Spring Batch – Partitioning

Learn to use Spring batch partitioning to use multiple threads to process a range of data sets in a spring boot application.

1. Parallel processing and Partitioning

1.1. Parallel processing

Mostly batch processing problems can be solved using single-threaded, but few complex scenarios like single-threaded processing taking a long time to perform tasks, where parallel processing is needed, can be achieved using multi-threaded models.

At a very high level, there are two modes of parallel processing:

  • Single process, multi-threaded
  • Multi-process

These break down into categories as well, as follows:

  • Multi-threaded Step (single process)
  • Parallel Steps (single process)
  • Remote Chunking of Step (multi process)
  • Partitioning a Step (single or multi process)

1.2. Partitioning in Spring batch

Partitioning uses multiple threads to process a range of data sets. The range of data sets can be defined programmatically. It’s on use case, how many threads we want to create to be used in a partition(s). The number of threads is purely based on the need/requirement.

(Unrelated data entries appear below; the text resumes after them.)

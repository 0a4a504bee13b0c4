//! Optional per-stage debug imagery.
//!
//! When a sink is attached the pipeline drops intermediate images next to
//! the output: the preprocessed pair, keypoint overlays, match
//! visualizations for each filter stage, and a warped overlay of the match
//! image on the reference. Artifact writes are best-effort; a failed save
//! is logged and never aborts the registration.

use std::path::{Path, PathBuf};

use image::{GrayImage, Rgb, RgbImage};
use imageproc::drawing::{draw_hollow_circle_mut, draw_line_segment_mut};
use nalgebra::Matrix3;

use crate::feature::Keypoint;
use crate::homography::project;
use crate::matching::Correspondence;

const PALETTE: [Rgb<u8>; 6] = [
    Rgb([255, 80, 80]),
    Rgb([80, 220, 80]),
    Rgb([90, 130, 255]),
    Rgb([240, 200, 40]),
    Rgb([220, 90, 220]),
    Rgb([70, 220, 220]),
];

/// Destination directory for debug imagery.
pub struct ArtifactSink {
    dir: PathBuf,
}

impl ArtifactSink {
    pub fn new(dir: impl Into<PathBuf>) -> Self {
        let dir = dir.into();
        if let Err(e) = std::fs::create_dir_all(&dir) {
            tracing::warn!("cannot create artifact directory {}: {}", dir.display(), e);
        }
        Self { dir }
    }

    pub fn dir(&self) -> &Path {
        &self.dir
    }

    fn path(&self, name: &str) -> PathBuf {
        self.dir.join(name)
    }

    fn save(&self, name: &str, image: &RgbImage) {
        let path = self.path(name);
        if let Err(e) = image.save(&path) {
            tracing::warn!("failed to write artifact {}: {}", path.display(), e);
        }
    }

    /// Save a preprocessed grayscale image as-is.
    pub fn save_gray(&self, name: &str, image: &GrayImage) {
        let path = self.path(name);
        if let Err(e) = image.save(&path) {
            tracing::warn!("failed to write artifact {}: {}", path.display(), e);
        }
    }

    /// Save the image with a circle on every keypoint.
    pub fn save_keypoints(&self, name: &str, image: &GrayImage, keypoints: &[Keypoint]) {
        let mut canvas = gray_to_rgb(image);
        for (i, kp) in keypoints.iter().enumerate() {
            let color = PALETTE[i % PALETTE.len()];
            draw_hollow_circle_mut(&mut canvas, (kp.x as i32, kp.y as i32), 4, color);
        }
        self.save(name, &canvas);
    }

    /// Save the two images side by side with a line per correspondence.
    pub fn save_matches(
        &self,
        name: &str,
        reference: &GrayImage,
        matched: &GrayImage,
        pairs: &[Correspondence],
    ) {
        let w = reference.width() + matched.width();
        let h = reference.height().max(matched.height());
        let mut canvas = RgbImage::new(w, h);
        blit_gray(&mut canvas, reference, 0);
        blit_gray(&mut canvas, matched, reference.width());

        let offset = reference.width() as f32;
        for (i, c) in pairs.iter().enumerate() {
            let color = PALETTE[i % PALETTE.len()];
            let from = (c.reference[0] as f32, c.reference[1] as f32);
            let to = (c.matched[0] as f32 + offset, c.matched[1] as f32);
            draw_line_segment_mut(&mut canvas, from, to, color);
            draw_hollow_circle_mut(&mut canvas, (from.0 as i32, from.1 as i32), 3, color);
            draw_hollow_circle_mut(&mut canvas, (to.0 as i32, to.1 as i32), 3, color);
        }
        self.save(name, &canvas);
    }

    /// Warp the match image onto the reference frame and save a 50% blend.
    ///
    /// `transform` maps match coordinates to reference coordinates, so the
    /// warp samples through its inverse. Reference pixels with no warped
    /// counterpart (outside the match footprint, or warped from pure-black
    /// background) pass through unchanged.
    pub fn save_warp_blend(
        &self,
        name: &str,
        reference: &GrayImage,
        matched: &GrayImage,
        transform: &Matrix3<f64>,
    ) {
        let inverse = match transform.try_inverse() {
            Some(inv) => inv,
            None => {
                tracing::warn!("transform not invertible, skipping warp artifact");
                return;
            }
        };
        let blended = warp_blend(reference, matched, &inverse);
        self.save(name, &gray_to_rgb(&blended));
    }

    /// Serialize a JSON summary of the run.
    pub fn save_summary(&self, name: &str, summary: &impl serde::Serialize) {
        let path = self.path(name);
        let write = || -> Result<(), Box<dyn std::error::Error>> {
            let file = std::fs::File::create(&path)?;
            serde_json::to_writer_pretty(std::io::BufWriter::new(file), summary)?;
            Ok(())
        };
        if let Err(e) = write() {
            tracing::warn!("failed to write artifact {}: {}", path.display(), e);
        }
    }
}

fn gray_to_rgb(image: &GrayImage) -> RgbImage {
    RgbImage::from_fn(image.width(), image.height(), |x, y| {
        let v = image.get_pixel(x, y).0[0];
        Rgb([v, v, v])
    })
}

fn blit_gray(canvas: &mut RgbImage, src: &GrayImage, x_offset: u32) {
    for (x, y, p) in src.enumerate_pixels() {
        let v = p.0[0];
        canvas.put_pixel(x + x_offset, y, Rgb([v, v, v]));
    }
}

/// Inverse-map the match image into the reference frame and blend.
fn warp_blend(reference: &GrayImage, matched: &GrayImage, inverse: &Matrix3<f64>) -> GrayImage {
    let (mw, mh) = matched.dimensions();
    GrayImage::from_fn(reference.width(), reference.height(), |x, y| {
        let ref_v = reference.get_pixel(x, y).0[0];
        let p = project(inverse, x as f64, y as f64);
        let mx = p[0].round();
        let my = p[1].round();
        if !mx.is_finite() || mx < 0.0 || my < 0.0 || mx >= mw as f64 || my >= mh as f64 {
            return image::Luma([ref_v]);
        }
        let warped = matched.get_pixel(mx as u32, my as u32).0[0];
        if warped == 0 {
            // Pure black marks resample background, not scene content.
            return image::Luma([ref_v]);
        }
        image::Luma([((ref_v as u16 + warped as u16) / 2) as u8])
    })
}
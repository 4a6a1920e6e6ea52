//! Integration tests for Configuration System

use menuflow::config::{ConfigLoader, MenuflowConfig};
use menuflow::error::{ErrorKind, MenuError};
use menuflow::frame::{ActionRow, Control, Frame};
use menuflow::menu::{MenuManager, MenuOptions};
use menuflow::render::MemoryTransport;
use std::sync::Arc;
use tempfile::TempDir;

#[test]
fn test_config_file_drives_menu_options() {
    let temp_dir = TempDir::new().unwrap();
    let config_file = temp_dir.path().join("menuflow.toml");

    std::fs::write(
        &config_file,
        r#"
[menu]
time_limit_secs = 45
ignore_actions = ["spacer"]
same_user_only = false

[logging]
level = "warn"
format = "json"
"#,
    )
    .unwrap();

    let config = ConfigLoader::load_from_file(&config_file).unwrap();
    assert_eq!(config.menu.time_limit().as_secs(), 45);
    assert!(!config.menu.same_user_only);
    assert_eq!(config.logging.format, "json");

    let frame = Frame::text("Main").with_row(ActionRow::new(vec![
        Control::button("spacer", " "),
        Control::button("open", "Open"),
    ]));
    let menu = MenuManager::new(
        Arc::new(MemoryTransport::new()),
        MenuOptions::from_settings(frame, &config.menu),
    );
    assert!(menu.classifier().is_ignored("spacer"));
    assert_eq!(menu.actions().len(), 1);
}

#[test]
fn test_missing_explicit_file_is_a_configuration_error() {
    let temp_dir = TempDir::new().unwrap();
    let err = ConfigLoader::load(Some(&temp_dir.path().join("absent.toml"))).unwrap_err();
    assert!(matches!(err, MenuError::ConfigError(_)));
    assert_eq!(err.kind(), ErrorKind::Configuration);
}

#[test]
fn test_invalid_pager_id_rejected() {
    let temp_dir = TempDir::new().unwrap();
    let config_file = temp_dir.path().join("menuflow.toml");
    std::fs::write(&config_file, "[menu]\ndefault_pager_id = \"main-pager\"\n").unwrap();

    let err = ConfigLoader::load_from_file(&config_file).unwrap_err();
    assert!(err.to_string().contains("default_pager_id"));
}

#[test]
fn test_rendered_toml_loads_back() {
    let temp_dir = TempDir::new().unwrap();
    let config_file = temp_dir.path().join("menuflow.toml");
    std::fs::write(&config_file, MenuflowConfig::default().to_toml().unwrap()).unwrap();

    let config = ConfigLoader::load_from_file(&config_file).unwrap();
    assert_eq!(config, MenuflowConfig::default());
}
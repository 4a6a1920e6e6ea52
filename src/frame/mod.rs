//! Display Frames
//!
//! Immutable display payloads shown by a menu: optional text content, embeds,
//! file attachments and rows of interactive controls. A frame carries no identity
//! of its own; menus address frames by their position in the stack.

pub mod controls;

pub use controls::{ActionRow, ButtonStyle, Control, SelectOption};

use serde::{Deserialize, Serialize};

/// Rich content block
#[derive(Debug, Clone, Default, PartialEq, Eq, Serialize, Deserialize)]
pub struct Embed {
    pub title: Option<String>,
    pub description: Option<String>,
    #[serde(default)]
    pub fields: Vec<EmbedField>,
    pub footer: Option<String>,
}

#[derive(Debug, Clone, PartialEq, Eq, Serialize, Deserialize)]
pub struct EmbedField {
    pub name: String,
    pub value: String,
    #[serde(default)]
    pub inline: bool,
}

impl Embed {
    pub fn titled(title: impl Into<String>) -> Self {
        Self {
            title: Some(title.into()),
            ..Self::default()
        }
    }

    pub fn with_description(mut self, description: impl Into<String>) -> Self {
        self.description = Some(description.into());
        self
    }

    pub fn with_field(mut self, name: impl Into<String>, value: impl Into<String>) -> Self {
        self.fields.push(EmbedField {
            name: name.into(),
            value: value.into(),
            inline: false,
        });
        self
    }

    pub fn with_footer(mut self, footer: impl Into<String>) -> Self {
        self.footer = Some(footer.into());
        self
    }
}

/// File attachment descriptor; the bytes live with the render collaborator
#[derive(Debug, Clone, PartialEq, Eq, Serialize, Deserialize)]
pub struct Attachment {
    pub name: String,
    pub url: Option<String>,
}

impl Attachment {
    pub fn named(name: impl Into<String>) -> Self {
        Self {
            name: name.into(),
            url: None,
        }
    }
}

/// Display frame
#[derive(Debug, Clone, Default, PartialEq, Eq, Serialize, Deserialize)]
pub struct Frame {
    pub content: Option<String>,
    #[serde(default)]
    pub embeds: Vec<Embed>,
    #[serde(default)]
    pub files: Vec<Attachment>,
    #[serde(default)]
    pub rows: Vec<ActionRow>,
}

impl Frame {
    pub fn new() -> Self {
        Self::default()
    }

    pub fn text(content: impl Into<String>) -> Self {
        Self {
            content: Some(content.into()),
            ..Self::default()
        }
    }

    pub fn with_embed(mut self, embed: Embed) -> Self {
        self.embeds.push(embed);
        self
    }

    pub fn with_file(mut self, file: Attachment) -> Self {
        self.files.push(file);
        self
    }

    pub fn with_row(mut self, row: ActionRow) -> Self {
        self.rows.push(row);
        self
    }

    pub fn with_rows(mut self, rows: impl IntoIterator<Item = ActionRow>) -> Self {
        self.rows.extend(rows);
        self
    }

    /// Ids of every control across all rows, in display order
    pub fn control_ids(&self) -> Vec<&str> {
        self.rows
            .iter()
            .flat_map(|row| row.controls.iter())
            .filter_map(Control::custom_id)
            .collect()
    }
}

Spring Batch is single threaded by default. In order to make the parallel processing, we need to Partition the steps of the batch job.

Partitioning is useful when we have millions of records to read from source systems and we can’t just rely on a single thread to process all records, which can be time-consuming. We want to use multiple threads to read and process data to effectively use the system resources.

2. Spring batch partitioning example

In this tutorial, we will read some data from a table and write it into another table. We can create millions of records into DB in order to experience how long the process would be if using Single thread batch processing. Here I have created few to understand how the program/concept works.

2.1. Maven dependencies

We used the latest version of Spring Boot as of today and by adding spring batch dependency, it will automatically pull the latest versions.

<dependencies>
	<dependency>
		<groupId>org.springframework.boot</groupId>
		<artifactId>spring-boot-starter-batch</artifactId>
	</dependency>

	<dependency>
		<groupId>com.h2database</groupId>
		<artifactId>h2</artifactId>
		<scope>runtime</scope>
	</dependency>

	<dependency>
		<groupId>org.projectlombok</groupId>
		<artifactId>lombok</artifactId>
		<version>1.18.2</version>
		<optional>true</optional>
	</dependency>
</dependencies>

2.2. Partitioner

Partitioner is the central strategy interface for creating input parameters for a partitioned step in the form of ExecutionContext instances. The usual aim is to create a set of distinct input values, e.g. a set of non-overlapping primary key ranges, or a set of unique filenames.

Here we are querying the table to get the MAX and MIN id values (assuming they are sequential), and based on that we’re creating partitions between all records.

For partitioner, we have used gridSize = number of threads. Use your own custom value based on your requirements.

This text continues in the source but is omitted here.